___ Material shown

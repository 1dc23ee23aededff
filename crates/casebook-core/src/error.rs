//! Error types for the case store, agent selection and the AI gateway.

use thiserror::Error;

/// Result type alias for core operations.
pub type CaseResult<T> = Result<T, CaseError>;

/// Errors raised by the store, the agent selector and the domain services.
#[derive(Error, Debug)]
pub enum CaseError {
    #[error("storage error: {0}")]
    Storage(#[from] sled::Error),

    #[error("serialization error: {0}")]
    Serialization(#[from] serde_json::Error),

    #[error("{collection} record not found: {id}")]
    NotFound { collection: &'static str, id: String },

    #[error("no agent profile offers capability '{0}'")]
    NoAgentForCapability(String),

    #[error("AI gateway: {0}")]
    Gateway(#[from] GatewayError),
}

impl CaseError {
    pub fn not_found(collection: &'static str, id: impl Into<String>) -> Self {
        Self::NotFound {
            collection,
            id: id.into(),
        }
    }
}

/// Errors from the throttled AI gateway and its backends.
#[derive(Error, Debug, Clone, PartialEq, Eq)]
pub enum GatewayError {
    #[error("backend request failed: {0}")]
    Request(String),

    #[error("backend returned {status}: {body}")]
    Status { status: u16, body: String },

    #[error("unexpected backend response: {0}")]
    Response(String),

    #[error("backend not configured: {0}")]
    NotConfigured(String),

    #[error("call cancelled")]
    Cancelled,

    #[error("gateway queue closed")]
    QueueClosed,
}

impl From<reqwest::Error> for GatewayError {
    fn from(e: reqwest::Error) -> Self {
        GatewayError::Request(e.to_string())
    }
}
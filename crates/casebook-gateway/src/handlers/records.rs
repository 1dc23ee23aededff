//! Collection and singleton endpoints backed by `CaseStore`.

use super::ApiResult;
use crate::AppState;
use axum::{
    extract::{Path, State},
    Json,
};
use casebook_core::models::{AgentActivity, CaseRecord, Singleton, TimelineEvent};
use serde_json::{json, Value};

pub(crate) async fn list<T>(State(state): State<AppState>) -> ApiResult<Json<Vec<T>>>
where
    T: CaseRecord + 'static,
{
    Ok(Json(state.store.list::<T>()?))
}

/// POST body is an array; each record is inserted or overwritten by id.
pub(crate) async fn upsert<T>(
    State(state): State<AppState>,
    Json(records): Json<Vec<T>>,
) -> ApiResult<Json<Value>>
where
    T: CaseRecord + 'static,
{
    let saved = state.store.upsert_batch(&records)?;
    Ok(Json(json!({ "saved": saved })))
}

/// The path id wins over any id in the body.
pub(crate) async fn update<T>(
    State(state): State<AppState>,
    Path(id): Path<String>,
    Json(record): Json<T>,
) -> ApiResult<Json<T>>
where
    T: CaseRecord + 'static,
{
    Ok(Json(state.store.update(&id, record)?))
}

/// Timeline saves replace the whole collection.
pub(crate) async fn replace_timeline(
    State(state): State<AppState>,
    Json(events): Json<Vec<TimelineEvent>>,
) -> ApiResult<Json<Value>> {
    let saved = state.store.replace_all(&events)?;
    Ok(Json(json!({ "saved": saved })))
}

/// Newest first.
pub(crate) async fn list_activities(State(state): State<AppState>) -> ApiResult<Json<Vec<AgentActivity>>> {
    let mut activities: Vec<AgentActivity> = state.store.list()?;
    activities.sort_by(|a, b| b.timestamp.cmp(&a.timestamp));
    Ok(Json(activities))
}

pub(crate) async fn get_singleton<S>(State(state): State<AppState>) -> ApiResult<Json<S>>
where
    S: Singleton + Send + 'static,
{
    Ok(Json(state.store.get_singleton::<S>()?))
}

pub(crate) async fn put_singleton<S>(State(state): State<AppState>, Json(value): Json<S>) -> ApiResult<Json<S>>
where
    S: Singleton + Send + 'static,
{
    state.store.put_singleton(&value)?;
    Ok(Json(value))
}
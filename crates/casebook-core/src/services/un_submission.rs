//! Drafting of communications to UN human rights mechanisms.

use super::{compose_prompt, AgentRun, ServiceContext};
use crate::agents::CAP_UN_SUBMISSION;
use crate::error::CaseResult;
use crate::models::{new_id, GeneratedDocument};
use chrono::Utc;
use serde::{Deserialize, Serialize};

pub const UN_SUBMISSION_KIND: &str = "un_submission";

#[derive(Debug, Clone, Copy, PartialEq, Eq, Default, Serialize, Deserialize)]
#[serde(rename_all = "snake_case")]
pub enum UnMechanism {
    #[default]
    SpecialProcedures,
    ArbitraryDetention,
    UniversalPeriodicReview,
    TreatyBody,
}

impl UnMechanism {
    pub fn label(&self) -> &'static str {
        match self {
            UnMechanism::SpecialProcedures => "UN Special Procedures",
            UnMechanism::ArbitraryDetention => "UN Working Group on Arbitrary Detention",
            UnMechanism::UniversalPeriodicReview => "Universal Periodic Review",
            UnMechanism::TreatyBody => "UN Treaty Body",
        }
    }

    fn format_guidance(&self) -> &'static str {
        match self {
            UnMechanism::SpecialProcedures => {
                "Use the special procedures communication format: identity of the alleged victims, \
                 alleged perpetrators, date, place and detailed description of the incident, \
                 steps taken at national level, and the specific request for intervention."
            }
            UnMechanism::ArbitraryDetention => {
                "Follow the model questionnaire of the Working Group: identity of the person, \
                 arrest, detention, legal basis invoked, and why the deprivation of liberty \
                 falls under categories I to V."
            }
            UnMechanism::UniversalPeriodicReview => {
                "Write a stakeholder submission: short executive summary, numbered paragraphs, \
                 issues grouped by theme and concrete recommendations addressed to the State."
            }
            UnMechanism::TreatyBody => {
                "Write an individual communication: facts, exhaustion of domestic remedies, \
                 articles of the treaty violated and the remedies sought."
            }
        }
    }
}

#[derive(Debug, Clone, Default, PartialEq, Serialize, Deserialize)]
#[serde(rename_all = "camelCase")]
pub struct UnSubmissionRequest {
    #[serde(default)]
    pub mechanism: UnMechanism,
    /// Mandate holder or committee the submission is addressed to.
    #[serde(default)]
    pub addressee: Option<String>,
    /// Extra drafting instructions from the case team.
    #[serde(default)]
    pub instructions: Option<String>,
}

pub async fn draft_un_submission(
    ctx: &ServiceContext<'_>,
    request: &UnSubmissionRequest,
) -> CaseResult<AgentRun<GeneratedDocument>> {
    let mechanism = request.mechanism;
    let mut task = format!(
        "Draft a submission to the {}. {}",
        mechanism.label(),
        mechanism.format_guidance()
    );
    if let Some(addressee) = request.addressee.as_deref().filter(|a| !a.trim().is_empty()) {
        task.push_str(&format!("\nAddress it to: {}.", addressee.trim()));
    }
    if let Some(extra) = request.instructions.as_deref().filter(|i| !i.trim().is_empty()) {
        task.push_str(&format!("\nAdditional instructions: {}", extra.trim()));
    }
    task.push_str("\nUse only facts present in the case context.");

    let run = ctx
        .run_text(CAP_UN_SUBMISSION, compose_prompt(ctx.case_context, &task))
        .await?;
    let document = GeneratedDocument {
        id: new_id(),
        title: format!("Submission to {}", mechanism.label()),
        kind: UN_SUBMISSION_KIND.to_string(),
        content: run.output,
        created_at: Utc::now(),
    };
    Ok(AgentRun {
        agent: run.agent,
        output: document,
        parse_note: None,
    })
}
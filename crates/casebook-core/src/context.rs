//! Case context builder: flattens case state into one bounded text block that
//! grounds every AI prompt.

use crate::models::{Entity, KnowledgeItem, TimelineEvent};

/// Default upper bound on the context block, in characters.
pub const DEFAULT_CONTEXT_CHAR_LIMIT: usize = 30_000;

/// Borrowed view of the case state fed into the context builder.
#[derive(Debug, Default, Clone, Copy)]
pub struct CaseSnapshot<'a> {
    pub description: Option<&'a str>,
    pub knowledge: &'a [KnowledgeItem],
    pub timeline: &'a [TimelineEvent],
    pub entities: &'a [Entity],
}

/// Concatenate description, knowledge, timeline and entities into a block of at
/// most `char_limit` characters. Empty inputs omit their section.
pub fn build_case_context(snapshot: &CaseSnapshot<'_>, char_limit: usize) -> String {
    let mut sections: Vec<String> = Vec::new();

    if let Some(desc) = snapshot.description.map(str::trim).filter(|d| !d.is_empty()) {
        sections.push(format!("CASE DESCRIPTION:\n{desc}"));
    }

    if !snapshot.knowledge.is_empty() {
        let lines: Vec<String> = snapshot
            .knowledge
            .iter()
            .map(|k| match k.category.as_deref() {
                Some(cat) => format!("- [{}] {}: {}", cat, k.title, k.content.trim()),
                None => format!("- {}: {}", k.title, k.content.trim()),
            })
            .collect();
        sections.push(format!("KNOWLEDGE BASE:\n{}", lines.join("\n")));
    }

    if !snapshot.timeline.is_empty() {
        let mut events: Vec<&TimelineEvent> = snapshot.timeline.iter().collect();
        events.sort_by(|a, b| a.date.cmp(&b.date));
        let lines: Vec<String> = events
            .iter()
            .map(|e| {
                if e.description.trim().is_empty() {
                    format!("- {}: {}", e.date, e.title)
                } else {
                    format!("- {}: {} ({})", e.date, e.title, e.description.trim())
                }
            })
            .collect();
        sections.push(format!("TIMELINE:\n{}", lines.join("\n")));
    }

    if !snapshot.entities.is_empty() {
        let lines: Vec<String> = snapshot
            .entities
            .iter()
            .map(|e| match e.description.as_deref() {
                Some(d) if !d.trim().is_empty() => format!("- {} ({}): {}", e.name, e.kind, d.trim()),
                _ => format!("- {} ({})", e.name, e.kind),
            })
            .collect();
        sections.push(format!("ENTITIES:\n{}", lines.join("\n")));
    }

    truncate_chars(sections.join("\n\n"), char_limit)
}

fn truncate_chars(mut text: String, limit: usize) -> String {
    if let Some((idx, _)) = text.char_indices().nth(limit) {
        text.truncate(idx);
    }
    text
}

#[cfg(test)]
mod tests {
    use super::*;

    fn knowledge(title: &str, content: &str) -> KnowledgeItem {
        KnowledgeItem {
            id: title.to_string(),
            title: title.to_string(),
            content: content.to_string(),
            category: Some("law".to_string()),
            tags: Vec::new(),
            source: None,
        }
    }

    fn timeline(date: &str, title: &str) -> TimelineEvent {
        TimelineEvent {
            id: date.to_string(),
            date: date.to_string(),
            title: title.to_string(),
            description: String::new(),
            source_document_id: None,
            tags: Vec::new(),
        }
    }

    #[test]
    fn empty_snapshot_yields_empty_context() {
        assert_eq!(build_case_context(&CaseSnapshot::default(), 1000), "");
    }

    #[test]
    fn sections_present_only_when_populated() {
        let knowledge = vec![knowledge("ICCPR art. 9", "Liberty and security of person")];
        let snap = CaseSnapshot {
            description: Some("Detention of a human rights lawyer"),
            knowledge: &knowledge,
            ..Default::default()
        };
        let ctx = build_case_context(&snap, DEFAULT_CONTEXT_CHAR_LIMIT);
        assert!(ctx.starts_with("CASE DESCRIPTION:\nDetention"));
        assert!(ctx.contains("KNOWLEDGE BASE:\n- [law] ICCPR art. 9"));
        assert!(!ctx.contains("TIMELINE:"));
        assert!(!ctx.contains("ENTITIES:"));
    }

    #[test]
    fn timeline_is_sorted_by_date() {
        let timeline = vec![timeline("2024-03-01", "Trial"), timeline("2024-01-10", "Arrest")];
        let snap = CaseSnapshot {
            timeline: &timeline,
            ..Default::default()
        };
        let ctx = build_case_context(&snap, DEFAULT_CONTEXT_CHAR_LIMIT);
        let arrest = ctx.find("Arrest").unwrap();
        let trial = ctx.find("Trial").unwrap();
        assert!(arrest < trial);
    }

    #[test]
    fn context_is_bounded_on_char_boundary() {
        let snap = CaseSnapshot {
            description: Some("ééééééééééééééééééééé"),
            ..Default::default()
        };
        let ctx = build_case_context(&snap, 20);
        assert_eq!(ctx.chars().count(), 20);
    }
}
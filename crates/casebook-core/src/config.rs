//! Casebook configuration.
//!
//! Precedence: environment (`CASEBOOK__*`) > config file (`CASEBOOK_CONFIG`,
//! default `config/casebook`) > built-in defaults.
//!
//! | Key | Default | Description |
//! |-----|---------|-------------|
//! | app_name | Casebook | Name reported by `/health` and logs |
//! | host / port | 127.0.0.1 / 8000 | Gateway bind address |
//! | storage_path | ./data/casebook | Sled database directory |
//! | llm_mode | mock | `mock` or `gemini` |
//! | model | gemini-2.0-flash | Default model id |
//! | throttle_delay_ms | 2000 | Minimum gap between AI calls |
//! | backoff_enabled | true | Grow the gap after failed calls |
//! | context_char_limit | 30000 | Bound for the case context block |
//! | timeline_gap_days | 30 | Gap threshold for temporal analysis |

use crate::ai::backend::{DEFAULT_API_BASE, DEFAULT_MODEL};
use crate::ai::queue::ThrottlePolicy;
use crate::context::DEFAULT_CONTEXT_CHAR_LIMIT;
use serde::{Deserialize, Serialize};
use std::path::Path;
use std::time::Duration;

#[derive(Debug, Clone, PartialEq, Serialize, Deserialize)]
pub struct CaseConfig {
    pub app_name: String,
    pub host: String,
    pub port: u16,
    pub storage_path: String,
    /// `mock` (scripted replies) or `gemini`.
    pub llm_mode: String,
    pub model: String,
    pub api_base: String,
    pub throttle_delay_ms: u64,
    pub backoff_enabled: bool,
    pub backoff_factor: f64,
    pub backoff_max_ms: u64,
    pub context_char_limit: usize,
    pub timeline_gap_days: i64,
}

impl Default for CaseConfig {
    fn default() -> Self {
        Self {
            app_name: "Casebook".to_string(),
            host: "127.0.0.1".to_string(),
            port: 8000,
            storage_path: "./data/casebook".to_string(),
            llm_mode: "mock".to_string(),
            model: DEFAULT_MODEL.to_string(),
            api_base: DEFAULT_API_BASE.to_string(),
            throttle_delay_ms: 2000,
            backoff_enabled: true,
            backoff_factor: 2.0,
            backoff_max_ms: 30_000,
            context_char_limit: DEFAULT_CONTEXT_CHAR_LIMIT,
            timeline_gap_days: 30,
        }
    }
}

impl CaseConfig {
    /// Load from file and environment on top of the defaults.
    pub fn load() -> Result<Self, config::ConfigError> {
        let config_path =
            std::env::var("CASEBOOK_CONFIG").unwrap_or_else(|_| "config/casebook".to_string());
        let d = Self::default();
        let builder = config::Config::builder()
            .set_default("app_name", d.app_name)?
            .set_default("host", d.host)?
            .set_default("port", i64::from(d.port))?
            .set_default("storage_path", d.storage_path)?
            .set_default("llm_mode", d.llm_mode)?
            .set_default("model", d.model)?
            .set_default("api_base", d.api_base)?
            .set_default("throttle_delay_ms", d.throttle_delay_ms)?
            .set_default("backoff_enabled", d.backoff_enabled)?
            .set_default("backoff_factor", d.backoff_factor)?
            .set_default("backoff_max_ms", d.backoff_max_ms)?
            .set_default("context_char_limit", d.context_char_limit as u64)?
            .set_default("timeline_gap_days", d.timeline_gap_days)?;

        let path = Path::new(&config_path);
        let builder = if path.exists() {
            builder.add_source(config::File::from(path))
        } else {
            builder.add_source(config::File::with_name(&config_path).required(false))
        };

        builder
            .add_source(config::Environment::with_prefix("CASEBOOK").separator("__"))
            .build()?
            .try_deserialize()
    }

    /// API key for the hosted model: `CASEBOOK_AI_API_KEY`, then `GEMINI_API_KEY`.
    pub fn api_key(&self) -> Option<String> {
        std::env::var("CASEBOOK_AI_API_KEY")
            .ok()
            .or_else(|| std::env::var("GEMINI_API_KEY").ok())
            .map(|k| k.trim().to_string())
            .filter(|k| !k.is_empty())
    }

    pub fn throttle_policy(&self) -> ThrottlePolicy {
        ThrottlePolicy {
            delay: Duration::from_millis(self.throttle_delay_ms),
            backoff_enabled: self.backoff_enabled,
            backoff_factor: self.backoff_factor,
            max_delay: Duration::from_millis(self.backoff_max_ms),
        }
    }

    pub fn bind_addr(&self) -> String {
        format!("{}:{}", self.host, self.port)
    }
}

______

● What you need to do
Search the listing above for the string "data". Copy every line that contains it.

● Result of the task
//! | storage_path | ./data/casebook | Sled database directory |
            storage_path: "./data/casebook".to_string(),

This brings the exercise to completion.